Go through the records and report each line in which the word "over" occurs.
-- Available data follows --
//! Nodewatch: host monitoring agent with chat alerts
//!
//! Watches system metrics, external tool output and log files, and notifies
//! subscribed chat users when a condition starts or stops.
//!
//! # Features
//!
//! - **Checks**: CPU, memory, disk space, disk I/O, network throughput,
//!   running processes and arbitrary commands
//! - **Transition alerts**: one message per state change, never repeats
//! - **Log rules**: literal or regex matches counted over a sliding window
//! - **Telegram bot**: `/subscribe` and `/status` commands
//! - **Status API**: JSON over HTTP for dashboards and probes
//!
//! # Example
//!
//! ```no_run
//! use nodewatch::config::MonitorConfig;
//! use nodewatch::engine::{resolve_hostname, Engine};
//!
//! # async fn example() -> Result<(), Box<dyn std::error::Error>> {
//! let config = MonitorConfig::load("conf.json")?;
//! let hostname = resolve_hostname(&config);
//! Engine::build(config, hostname).await?.run().await?;
//! # Ok(())
//! # }
//! ```

pub mod alerts;
pub mod api;
pub mod checks;
pub mod commands;
pub mod config;
pub mod engine;
pub mod logs;
pub mod pattern;
pub mod telegram;

// Re-export commonly used types
pub use checks::{Cadence, Check, CheckError, Evaluation};
pub use config::MonitorConfig;
pub use engine::Engine;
-- Available data concluded --
• **Exercise output**:
//! - **Log rules**: literal or regex matches counted over a sliding window
//! - **Status API**: JSON over HTTP for dashboards and probes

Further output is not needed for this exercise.